The court must also review the decision by the ALJ to determine if an error of law has been committed. Smith v. Sullivan, 982 F.2d 308, 311 (8th Cir. 1992); 42 U.S.C. § 405(g). Specifically, a court must evaluate whether the ALJ applied an erroneous legal standard in the disability analysis. Erroneous interpretations of law will be reversed. Walker v. Apfel, 141 F.3d 852, 853 (8th Cir. 1998)(citations omitted). The Commissioner's conclusions of law are only persuasive, not binding, on the reviewing court. Smith, 982 F.2d at 311.

B. The Disability Determination and the Five-Step Procedure

Social Security law defines disability as the inability to do any substantial gainful activity by reason of any medically determinable physical or mental impairment which can be expected to result in death or which has lasted or can be expected to last for a continuous period of not less than twelve months. 42 U.S.C. §§ 416(I), 423(d)(1); 20 C.F.R. § 404.1505. The impairment must be severe, making the claimant unable to do his previous work, or any other substantial gainful activity which exists in the national economy. 42 U.S.C. § 423(d)(2); 20 C.F.R. §§ 404.1505-404.1511.

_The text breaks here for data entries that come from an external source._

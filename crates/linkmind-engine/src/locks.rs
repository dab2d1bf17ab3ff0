//! LinkLocks: per-link mutual exclusion via DashMap.

use std::sync::{Arc, Mutex, PoisonError};

use dashmap::DashMap;

/// Serializes work on the same link id. Different links never contend.
///
/// Entries are created on first use and pruned once no caller holds them.
#[derive(Debug, Default)]
pub struct LinkLocks {
    locks: DashMap<String, Arc<Mutex<()>>>,
}

impl LinkLocks {
    pub fn new() -> Self {
        Self::default()
    }

    /// Run `f` while holding the lock for `link_id`.
    ///
    /// A panic in an earlier holder does not wedge the link: the poisoned
    /// guard is recovered since the lock protects no data of its own.
    pub fn with_lock<T>(&self, link_id: &str, f: impl FnOnce() -> T) -> T {
        let lock = Arc::clone(self.locks.entry(link_id.to_string()).or_default().value());

        let result = {
            let _guard = lock.lock().unwrap_or_else(PoisonError::into_inner);
            f()
        };

        drop(lock);
        self.locks
            .remove_if(link_id, |_, held| Arc::strong_count(held) == 1);
        result
    }

    /// Number of links with a live lock entry.
    pub fn active_count(&self) -> usize {
        self.locks.len()
    }
}
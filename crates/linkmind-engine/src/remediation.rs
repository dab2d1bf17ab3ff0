//! Remediation orchestrator: one batch per expired probation.
//!
//! The batch is assembled in memory first. Adapter calls are pure, so the
//! only side effect is the final `close_case`, which books every ledger
//! entry and releases the link together.

use std::sync::Arc;

use chrono::NaiveDate;
use serde::Serialize;

use linkmind_core::constants::SPECTRUM_RECLAIM_MHZ;
use linkmind_core::errors::LinkMindResult;
use linkmind_core::models::{LedgerEntry, LinkSnapshot, OffenseKind, Verdict};
use linkmind_core::traits::{ICaseStore, IVendorAdapter};
use linkmind_observability::events;

/// One corrective action inside a batch.
#[derive(Debug, Clone, PartialEq, Serialize)]
pub struct RemediationStep {
    pub kind: OffenseKind,
    pub target_value: u32,
    /// `None` when the adapter had no command for this offense.
    pub command: Option<String>,
    pub savings: f64,
}

impl RemediationStep {
    fn comment(&self) -> String {
        let label = match self.kind {
            OffenseKind::LicenseHoarding => "Fix License",
            OffenseKind::SpectrumWaste => "Optimize BW",
            OffenseKind::ZombiePort => "Kill Zombie",
        };
        format!("// {label} (Save ${:.2})", self.savings)
    }

    fn command_line(&self) -> String {
        match &self.command {
            Some(cmd) => cmd.clone(),
            None => format!("// NO-OP: no {} command for this vendor", self.kind.code()),
        }
    }
}

/// Everything one remediation produced.
#[derive(Debug, Clone, PartialEq, Serialize)]
pub struct BatchResult {
    pub link_id: String,
    pub days_on_probation: u32,
    pub steps: Vec<RemediationStep>,
    pub ledger_entries: Vec<LedgerEntry>,
    pub total_savings: f64,
}

impl BatchResult {
    pub fn offense_count(&self) -> usize {
        self.steps.len()
    }

    /// Steps that produced a real vendor command.
    pub fn command_count(&self) -> usize {
        self.steps.iter().filter(|s| s.command.is_some()).count()
    }

    /// The batch script: a header, then a comment and a command per step.
    pub fn script(&self) -> String {
        let mut lines = Vec::with_capacity(1 + self.steps.len() * 2);
        lines.push(format!(
            "// BATCH EXECUTION: {} (after {} days on probation)",
            self.link_id, self.days_on_probation
        ));
        for step in &self.steps {
            lines.push(step.comment());
            lines.push(step.command_line());
        }
        lines.join("\n")
    }
}

/// Value each offense kind is driven to.
pub fn target_value(kind: OffenseKind, snapshot: &LinkSnapshot) -> u32 {
    match kind {
        OffenseKind::LicenseHoarding => snapshot.license_required_mbps,
        OffenseKind::SpectrumWaste => SPECTRUM_RECLAIM_MHZ,
        OffenseKind::ZombiePort => 0,
    }
}

/// Builds remediation batches and closes cases against the store.
#[derive(Clone)]
pub struct RemediationOrchestrator {
    store: Arc<dyn ICaseStore>,
}

impl RemediationOrchestrator {
    pub fn new(store: Arc<dyn ICaseStore>) -> Self {
        Self { store }
    }

    /// Assemble the batch without touching storage.
    pub fn build_batch(
        snapshot: &LinkSnapshot,
        verdict: &Verdict,
        adapter: &dyn IVendorAdapter,
        days: u32,
        today: NaiveDate,
    ) -> BatchResult {
        let mut steps = Vec::with_capacity(verdict.offenses().len());
        let mut ledger_entries = Vec::with_capacity(verdict.offenses().len());

        for offense in verdict.offenses() {
            let target = target_value(offense.kind, snapshot);
            let raw = adapter.generate_fix(&snapshot.id, target, offense.kind);
            let command = if raw.trim().is_empty() {
                events::format_gap(&snapshot.id, adapter.vendor().as_str(), offense.kind.code());
                None
            } else {
                Some(raw)
            };

            steps.push(RemediationStep {
                kind: offense.kind,
                target_value: target,
                command,
                savings: offense.estimated_savings,
            });
            ledger_entries.push(LedgerEntry {
                date: today,
                link_id: snapshot.id.clone(),
                action_taken: offense.kind.ledger_action(),
                recovered_value: offense.estimated_savings,
            });
        }

        BatchResult {
            link_id: snapshot.id.clone(),
            days_on_probation: days,
            steps,
            ledger_entries,
            total_savings: verdict.total_savings(),
        }
    }

    /// Build the batch and close the case. On a storage error nothing is
    /// committed and the probation record stays for the next audit.
    pub fn remediate(
        &self,
        snapshot: &LinkSnapshot,
        verdict: &Verdict,
        adapter: &dyn IVendorAdapter,
        days: u32,
        today: NaiveDate,
    ) -> LinkMindResult<BatchResult> {
        let batch = Self::build_batch(snapshot, verdict, adapter, days, today);
        self.store.close_case(&batch.link_id, &batch.ledger_entries)?;

        events::remediation_executed(
            &batch.link_id,
            days,
            batch.offense_count(),
            batch.total_savings,
        );
        Ok(batch)
    }
}
//! # linkmind-core
//!
//! Foundation crate for the LinkMind link auditor.
//! Defines all types, traits, errors, config, and constants.
//! Every other crate in the workspace depends on this.

pub mod config;
pub mod constants;
pub mod errors;
pub mod models;
pub mod traits;

// Re-export the most commonly used types at the crate root.
pub use config::{LinkMindConfig, PolicyConfig};
pub use errors::{LinkMindError, LinkMindResult};
pub use models::{
    AdminStatus, LedgerEntry, LinkSnapshot, Offense, OffenseKind, ProbationRecord, RawFields,
    Vendor, Verdict, VerdictStatus,
};
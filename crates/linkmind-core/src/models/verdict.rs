use serde::{Deserialize, Serialize};

use super::Offense;

#[derive(Debug, Clone, Copy, PartialEq, Eq, Serialize, Deserialize)]
#[serde(rename_all = "SCREAMING_SNAKE_CASE")]
pub enum VerdictStatus {
    Guilty,
    Innocent,
}

/// The evaluator's complete judgment for one snapshot.
///
/// Fields are private so `status` and `total_savings` always agree with
/// `offenses`.
#[derive(Debug, Clone, PartialEq, Serialize)]
pub struct Verdict {
    status: VerdictStatus,
    offenses: Vec<Offense>,
    total_savings: f64,
}

impl Verdict {
    pub fn from_offenses(offenses: Vec<Offense>) -> Self {
        let status = if offenses.is_empty() {
            VerdictStatus::Innocent
        } else {
            VerdictStatus::Guilty
        };
        let total_savings = offenses.iter().map(|o| o.estimated_savings).sum();
        Self {
            status,
            offenses,
            total_savings,
        }
    }

    pub fn innocent() -> Self {
        Self::from_offenses(Vec::new())
    }

    pub fn status(&self) -> VerdictStatus {
        self.status
    }

    pub fn is_guilty(&self) -> bool {
        self.status == VerdictStatus::Guilty
    }

    pub fn offenses(&self) -> &[Offense] {
        &self.offenses
    }

    pub fn total_savings(&self) -> f64 {
        self.total_savings
    }

    /// Comma-joined offense codes, e.g. `LICENSE,BW,ZOMBIE`.
    pub fn summary(&self) -> String {
        self.offenses
            .iter()
            .map(|o| o.kind.code())
            .collect::<Vec<_>>()
            .join(",")
    }
}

Although Ms. Viessman has applied for both Title II and Title XVI benefits, for the sake of simplicity, the court herein cites to only the regulations applicable to Title II where the corresponding Title XVI regulation is identical. It is understood that both Titles are applicable to Ms. Viessman's application. Any divergence between the regulations for either Title will be noted.

The ALJ applies a five-step procedure to decide whether an applicant is disabled. This sequential analysis is mandatory for all SSI and SSD/DIB applications. Smith v. Shalala, 987 F.2d 1371, 1373 (8th Cir. 1993); 20 C.F.R. § 404.1520. The five steps are as follows:

Step One: Determine whether the applicant is presently engaged in substantial gainful activity. 20 C.F.R. § 404.1520(b). If the applicant is engaged in substantial gainful activity, he is not disabled and the inquiry ends at this step.

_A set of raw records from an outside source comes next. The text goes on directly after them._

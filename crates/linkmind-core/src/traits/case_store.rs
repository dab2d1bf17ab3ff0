use crate::errors::LinkMindResult;
use crate::models::{LedgerEntry, ProbationRecord};

use super::{IFinancialLedger, IProbationStore};

/// Combined store the audit engine runs against.
pub trait ICaseStore: IProbationStore + IFinancialLedger {
    /// Book every ledger entry and release the link from probation as one
    /// unit. Either all entries are booked and the record is gone, or
    /// nothing changed and the case stays open for the next invocation.
    fn close_case(&self, link_id: &str, entries: &[LedgerEntry]) -> LinkMindResult<()>;

    /// Overwrite whatever row holds `record.link_id`.
    ///
    /// The provided body is two calls. A failure between them leaves no
    /// record, which the next audit treats as a first offense.
    fn replace(&self, record: &ProbationRecord) -> LinkMindResult<()> {
        self.delete(&record.link_id)?;
        self.insert_if_absent(record)?;
        Ok(())
    }
}
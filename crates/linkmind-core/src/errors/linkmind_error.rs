use super::{ConfigError, StorageError};

/// Top-level error surfaced by the audit pipeline.
///
/// Only two conditions are user-visible: an unrecognised vendor signature and
/// a storage failure. Everything else resolves into an audit outcome.
#[derive(Debug, thiserror::Error)]
pub enum LinkMindError {
    #[error("unknown vendor signature: {signature_hint}")]
    UnknownVendor { signature_hint: String },

    #[error("storage unavailable: {0}")]
    Storage(#[from] StorageError),

    #[error("config error: {0}")]
    Config(#[from] ConfigError),
}

impl LinkMindError {
    /// Storage failures leave probation untouched and can be retried on the
    /// next invocation. Nothing else is worth retrying.
    pub fn is_retryable(&self) -> bool {
        matches!(self, Self::Storage(_))
    }
}

pub type LinkMindResult<T> = Result<T, LinkMindError>;
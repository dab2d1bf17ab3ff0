use chrono::NaiveDate;
use serde::{Deserialize, Serialize};

/// Append-only record of value recovered by one remediation action.
#[derive(Debug, Clone, PartialEq, Serialize, Deserialize)]
pub struct LedgerEntry {
    pub date: NaiveDate,
    pub link_id: String,
    /// `RICO_<CODE>`.
    pub action_taken: String,
    pub recovered_value: f64,
}
//! Raw SQL operations, one module per table.

pub mod ledger_ops;
pub mod probation_ops;
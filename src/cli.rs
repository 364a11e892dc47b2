//! CLI struct definitions for the QualityGuard command-line interface.
//!
//! All clap-derived types for the top level live here; each plugin owns its own
//! subcommand tree. Dispatch logic lives in `lib.rs`.

use crate::plugins::{lifecycle, policy, users};

use clap::{Parser, Subcommand, ValueEnum};
use std::path::PathBuf;

#[derive(Copy, Clone, Debug, Eq, PartialEq, ValueEnum)]
pub enum OutputFormat {
    Text,
    Json,
}

#[derive(Parser, Debug)]
#[clap(
    name = "qualityguard",
    version = env!("CARGO_PKG_VERSION"),
    about = "Call-quality monitoring tracker: analysts file records, supervisors sign feedback, agents sign commitments."
)]
pub struct Cli {
    /// Store directory (defaults to $QUALITYGUARD_HOME, then ./.qualityguard).
    #[clap(long, global = true)]
    pub root: Option<PathBuf>,
    /// Output format.
    #[clap(long, global = true, value_enum, default_value = "text")]
    pub format: OutputFormat,
    /// Email of the acting user.
    #[clap(long, global = true, env = "QUALITYGUARD_ACTOR")]
    pub actor: Option<String>,
    /// Password of the acting (or registering) user.
    #[clap(long, global = true, env = "QUALITYGUARD_PASSWORD", hide_env_values = true)]
    pub password: Option<String>,
    #[clap(subcommand)]
    pub command: Command,
}

#[derive(clap::Args, Debug)]
pub struct ConfigCli {
    #[clap(subcommand)]
    pub command: ConfigCommand,
}

#[derive(Subcommand, Debug)]
pub enum ConfigCommand {
    /// Write the default config.toml.
    Init {
        #[clap(long)]
        force: bool,
    },
    /// Print the effective configuration.
    Show,
}

#[derive(clap::Args, Debug)]
pub struct RpcCli {
    /// Operation to perform
    #[clap(long)]
    pub op: Option<String>,
    /// JSON parameters
    #[clap(long)]
    pub params: Option<String>,
    /// Read one request, or one request per line, from stdin
    #[clap(long)]
    pub stdin: bool,
}

#[derive(Subcommand, Debug)]
pub enum Command {
    /// Create the store, run migrations and write a default config.
    #[clap(name = "init")]
    Init {
        #[clap(long)]
        force: bool,
    },

    /// Inspect or initialize config.toml
    #[clap(name = "config")]
    Config(ConfigCli),

    /// Register and authenticate users
    #[clap(name = "user", visible_alias = "u")]
    User(users::UserCli),

    /// Monitoring records and their lifecycle
    #[clap(name = "record", visible_alias = "r")]
    Record(lifecycle::RecordCli),

    /// Role capability table
    #[clap(name = "policy")]
    Policy(policy::PolicyCli),

    /// Subsystem schemas
    #[clap(name = "schema")]
    Schema,

    /// Structured JSON-RPC interface
    #[clap(name = "rpc")]
    Rpc(RpcCli),
}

Step Two: Determine whether the applicant has an impairment or combination of impairments that are severe, i.e. whether any of the applicant's impairments or combination of impairments significantly limit his physical or mental ability to do basic work activities. 20 C.F.R. § 404.1520(c). If there is no such impairment or combination of impairments the applicant is not disabled and the inquiry ends at this step. NOTE: the regulations prescribe a special procedure for analyzing mental impairments to determine whether they are severe. Browning v. Sullivan, 958 F.2d 817, 821 (8th Cir. 1992); 20 C.F.R. § 1520a. This special procedure includes completion of a Psychiatric Review Technique Form (PRTF).

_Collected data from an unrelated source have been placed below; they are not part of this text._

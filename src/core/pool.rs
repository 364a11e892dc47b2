//! SQLite connection access with read/write separation and retry logic.
//!
//! - Maintains a **write mutex** per DB so in-process writers never interleave
//! - Creates fresh **read connections** per operation (no mutex, concurrent via WAL)
//! - Retries `BEGIN IMMEDIATE` on busy/locked with bounded exponential backoff,
//!   which covers writers in other processes sharing the same store
//!
//! Connections are opened fresh each time rather than cached, so a store directory
//! can be shared by several CLI invocations without stale WAL/SHM handles.

use crate::core::db;
use crate::core::error::QualityError;
use rusqlite::Connection;
use std::collections::HashMap;
use std::path::{Path, PathBuf};
use std::sync::{Arc, Mutex, OnceLock};
use std::thread;
use std::time::Duration;

/// Maximum retry attempts for busy/locked errors.
const MAX_RETRIES: u32 = 5;
/// Base delay for exponential backoff (milliseconds).
const BASE_DELAY_MS: u64 = 50;
/// Maximum delay cap (milliseconds).
const MAX_DELAY_MS: u64 = 2_000;

const WRITE_BUSY_TIMEOUT_SECS: u32 = 5;
const READ_BUSY_TIMEOUT_SECS: u32 = 5;

/// Per-database entry holding a write mutex for serialized write access.
struct PoolEntry {
    write_lock: Mutex<()>,
    db_path: PathBuf,
}

pub struct SqlitePool {
    entries: Mutex<HashMap<PathBuf, Arc<PoolEntry>>>,
}

impl SqlitePool {
    fn new() -> Self {
        Self {
            entries: Mutex::new(HashMap::new()),
        }
    }

    fn get_entry(&self, db_path: &Path) -> Result<Arc<PoolEntry>, QualityError> {
        let key = db_path.to_path_buf();
        let mut entries = self
            .entries
            .lock()
            .map_err(|_| QualityError::Corrupt("SqlitePool entries lock poisoned".to_string()))?;
        let entry = entries.entry(key.clone()).or_insert_with(|| {
            Arc::new(PoolEntry {
                write_lock: Mutex::new(()),
                db_path: key,
            })
        });
        Ok(Arc::clone(entry))
    }

    /// Run `f` inside a `BEGIN IMMEDIATE` transaction while holding the DB's write lock.
    ///
    /// `Ok` commits. `Err` rolls back, so a rejected operation never leaves a partial write.
    pub fn with_write<F, R>(&self, db_path: &Path, f: F) -> Result<R, QualityError>
    where
        F: FnOnce(&Connection) -> Result<R, QualityError>,
    {
        let entry = self.get_entry(db_path)?;
        let _guard = entry
            .write_lock
            .lock()
            .map_err(|_| QualityError::Corrupt("Pool write lock poisoned".to_string()))?;

        let conn =
            db::db_connect_pooled(&entry.db_path.to_string_lossy(), WRITE_BUSY_TIMEOUT_SECS)?;
        retry_on_busy(|| {
            conn.execute_batch("BEGIN IMMEDIATE;")
                .map_err(QualityError::RusqliteError)
        })?;

        match f(&conn) {
            Ok(value) => match conn.execute_batch("COMMIT;") {
                Ok(()) => Ok(value),
                Err(e) => {
                    let _ = conn.execute_batch("ROLLBACK;");
                    Err(QualityError::RusqliteError(e))
                }
            },
            Err(e) => {
                let _ = conn.execute_batch("ROLLBACK;");
                Err(e)
            }
        }
    }

    /// Execute a closure with a read connection (no mutex serialization).
    pub fn with_read<F, R>(&self, db_path: &Path, f: F) -> Result<R, QualityError>
    where
        F: FnOnce(&Connection) -> Result<R, QualityError>,
    {
        let conn = db::db_connect_pooled(&db_path.to_string_lossy(), READ_BUSY_TIMEOUT_SECS)?;
        f(&conn)
    }
}

fn retry_on_busy<F, R>(mut f: F) -> Result<R, QualityError>
where
    F: FnMut() -> Result<R, QualityError>,
{
    let mut attempt = 0u32;
    loop {
        match f() {
            Ok(v) => return Ok(v),
            Err(e) if is_busy_error(&e) && attempt < MAX_RETRIES => {
                attempt += 1;
                let delay_ms = (BASE_DELAY_MS * 2u64.pow(attempt - 1)).min(MAX_DELAY_MS);
                tracing::debug!(attempt, delay_ms, "sqlite busy, retrying");
                thread::sleep(Duration::from_millis(delay_ms));
            }
            Err(e) => return Err(e),
        }
    }
}

/// Check if an error is a SQLite busy/locked error that is retryable.
fn is_busy_error(err: &QualityError) -> bool {
    match err {
        QualityError::RusqliteError(rusqlite::Error::SqliteFailure(code, _)) => matches!(
            code.code,
            rusqlite::ErrorCode::DatabaseBusy | rusqlite::ErrorCode::DatabaseLocked
        ),
        _ => false,
    }
}

/// Global pool instance (same lifetime as the process).
pub fn global_pool() -> &'static SqlitePool {
    static POOL: OnceLock<SqlitePool> = OnceLock::new();
    POOL.get_or_init(SqlitePool::new)
}
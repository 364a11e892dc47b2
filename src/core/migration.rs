//! Schema version tracking and in-place upgrades for `quality.db`.
//!
//! - **Version tracking**: `meta.schema_version` stores the last applied migration
//! - **Idempotent migrations**: each step checks before it alters, safe to re-run
//! - **Ordered**: migrations apply in ascending version, each at most once per DB

use crate::core::db;
use crate::core::error;
use crate::core::schemas;
use rusqlite::{Connection, OptionalExtension};

/// Latest schema version this build understands.
pub const SCHEMA_VERSION: u32 = 3;

pub struct Migration {
    pub version: u32,
    pub description: &'static str,
    pub up: fn(&Connection) -> Result<(), error::QualityError>,
}

/// All migrations in chronological order.
pub fn all_migrations() -> Vec<Migration> {
    vec![
        Migration {
            version: 1,
            description: "Create users and monitoring_records tables",
            up: migrate_base_tables,
        },
        Migration {
            version: 2,
            description: "Add attachment, routing, category and sign-off columns to older record tables",
            up: migrate_record_columns,
        },
        Migration {
            version: 3,
            description: "Add record_events audit table and status index",
            up: migrate_events_and_indexes,
        },
    ]
}

/// Columns added to `monitoring_records` after its first release.
const LATE_RECORD_COLUMNS: &[(&str, &str)] = &[
    ("attachment_name", "TEXT"),
    ("attachment_data", "TEXT"),
    ("service_level", "TEXT"),
    ("creator_email", "TEXT NOT NULL DEFAULT ''"),
    ("feedback_signature", "TEXT"),
    ("commitment_signature", "TEXT"),
    ("non_critical_error", "TEXT"),
    ("coordinator", "TEXT"),
    ("monitoring_id", "TEXT"),
    ("feedback_date", "TEXT"),
    ("commitment_date", "TEXT"),
];

fn migrate_base_tables(conn: &Connection) -> Result<(), error::QualityError> {
    conn.execute(schemas::USERS_SCHEMA, [])?;
    conn.execute(schemas::RECORDS_SCHEMA, [])?;
    Ok(())
}

fn migrate_record_columns(conn: &Connection) -> Result<(), error::QualityError> {
    for (column, decl) in LATE_RECORD_COLUMNS {
        add_column_if_missing(conn, "monitoring_records", column, decl)?;
    }
    // The first server kept the hash in `users.password`.
    if db::column_exists(conn, "users", "password")?
        && !db::column_exists(conn, "users", "password_hash")?
    {
        conn.execute("ALTER TABLE users RENAME COLUMN password TO password_hash", [])?;
        tracing::info!("renamed users.password to password_hash");
    }
    add_column_if_missing(conn, "users", "role", "TEXT NOT NULL DEFAULT 'AGENT'")?;
    add_column_if_missing(conn, "users", "created_at", "TEXT NOT NULL DEFAULT ''")?;
    Ok(())
}

fn migrate_events_and_indexes(conn: &Connection) -> Result<(), error::QualityError> {
    conn.execute(schemas::RECORD_EVENTS_SCHEMA, [])?;
    conn.execute(schemas::RECORD_EVENTS_INDEX, [])?;
    conn.execute(schemas::RECORDS_STATUS_INDEX, [])?;
    Ok(())
}

pub fn add_column_if_missing(
    conn: &Connection,
    table: &str,
    column: &str,
    decl: &str,
) -> Result<bool, error::QualityError> {
    if db::column_exists(conn, table, column)? {
        return Ok(false);
    }
    conn.execute(
        &format!("ALTER TABLE {} ADD COLUMN {} {}", table, column, decl),
        [],
    )?;
    tracing::info!(table, column, "added missing column");
    Ok(true)
}

pub fn current_version(conn: &Connection) -> Result<u32, error::QualityError> {
    conn.execute(schemas::META_SCHEMA, [])?;
    let stored: Option<String> = conn
        .query_row(
            "SELECT value FROM meta WHERE key = 'schema_version'",
            [],
            |row| row.get(0),
        )
        .optional()?;
    match stored {
        None => Ok(0),
        Some(v) => v.parse::<u32>().map_err(|_| {
            error::QualityError::Corrupt(format!("unreadable schema_version '{}'", v))
        }),
    }
}

/// Bring the schema up to `SCHEMA_VERSION`. Caller supplies the transaction.
///
/// Returns the versions that were applied.
pub fn ensure_schema(conn: &Connection) -> Result<Vec<u32>, error::QualityError> {
    let current = current_version(conn)?;
    if current > SCHEMA_VERSION {
        return Err(error::QualityError::Corrupt(format!(
            "database schema v{} is newer than this build (v{})",
            current, SCHEMA_VERSION
        )));
    }

    let mut applied = Vec::new();
    for m in all_migrations().into_iter().filter(|m| m.version > current) {
        tracing::info!(version = m.version, description = m.description, "applying migration");
        (m.up)(conn)?;
        conn.execute(
            "INSERT INTO meta(key, value) VALUES('schema_version', ?1)
             ON CONFLICT(key) DO UPDATE SET value = excluded.value",
            [m.version.to_string()],
        )?;
        applied.push(m.version);
    }
    Ok(applied)
}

Step Three: Determine whether any of the severe impairments identified in Step Two meets or equals a "Listing" in Appendix 1, Subpart P, Part 404. 20 C.F.R. § 404.1520(d). If an impairment meets or equals a Listing, the applicant will be considered disabled without further inquiry. Bartlett v. Heckler, 777 F.2d 1318, 1320 n.2 (8th Cir. 1985). This is because the regulations recognize the "Listed" impairments are so severe that they prevent a person from pursuing any gainful work. Heckler v. Campbell, 461 U.S. 458, 460, (1983). If the applicant's impairment(s) are severe but do not meet or equal a Listed impairment the ALJ must proceed to step four. NOTE: The "special procedure" for mental impairments also applies to determine whether a severe mental impairment meets or equals a Listing. 20 C.F.R. § 1520a(c)(2).

Step Four: Determine whether the applicant is capable of performing past relevant work (PRW). To make this determination, the ALJ considers the limiting effects of all the applicant's impairments, (even those that are not severe) to determine the applicant's residual functional capacity (RFC). If the applicant's RFC allows him to meet the physical and mental demands of his past work, he is not disabled. 20 C.F.R. §§ 404.1520(e); 404.1545(e). If the applicant's RFC does not allow him to meet the physical and mental demands of his past work, the ALJ must proceed to Step Five.
Step Five: Determine whether any substantial gainful activity exists in the national economy which the applicant can perform. To make this determination, the ALJ considers the applicant's RFC, along with his age, education, and past work experience. 20 C.F.R. § 1520(f).

C. Burden of Proof

The plaintiff bears the burden of proof at steps one through four of the five-step inquiry. Barrett v. Shalala, 38 F.3d 1019, 1024 (8th Cir. 1994); Mittlestedt, 204 F.3d at 852; 20 C.F.R. § 404.1512(a). The burden of proof shifts to the Commissioner at step five. Nevland v. Apfel, 204 F.3d 853, 857 (8th Cir. 2000); Clark v. Shalala, 28 F.3d 828, 830 (8th Cir. 1994). "This shifting of the burden of proof to the Commissioner is neither statutory nor regulatory, but instead, originates from judicial practices." Brown v. Apfel, 192 F.3d 492, 498 (5th Cir. 1999). The burden shifting is "a long-standing judicial gloss on the Social Security Act." Walker v. Bowen, 834 F.2d 635, 640 (7th Cir. 1987). Moreover, "[t]he burden of persuasion to prove disability and to demonstrate RFC remains on the claimant, even when the burden of production shifts to the Commissioner at step five." Stormo v. Barnhart 377 F.3d 801, 806 (8th Cir. 2004).

D. The Parties' Positions

Ms. Viessman asserts the Commissioner erred in three ways: (1) by failing to identify all her medically determinable impairments and their severity; (2) by failing to properly determine her RFC; and (3) by failing to carry his burden to show by substantial evidence at Step 5 of the sequential analysis of properly identifying jobs Ms. Viessman is capable of performing. The Commissioner asserts the ALJ's decision is supported by substantial evidence in the record and the decision should be affirmed. Ms. Viessman's assignments of error are discussed below.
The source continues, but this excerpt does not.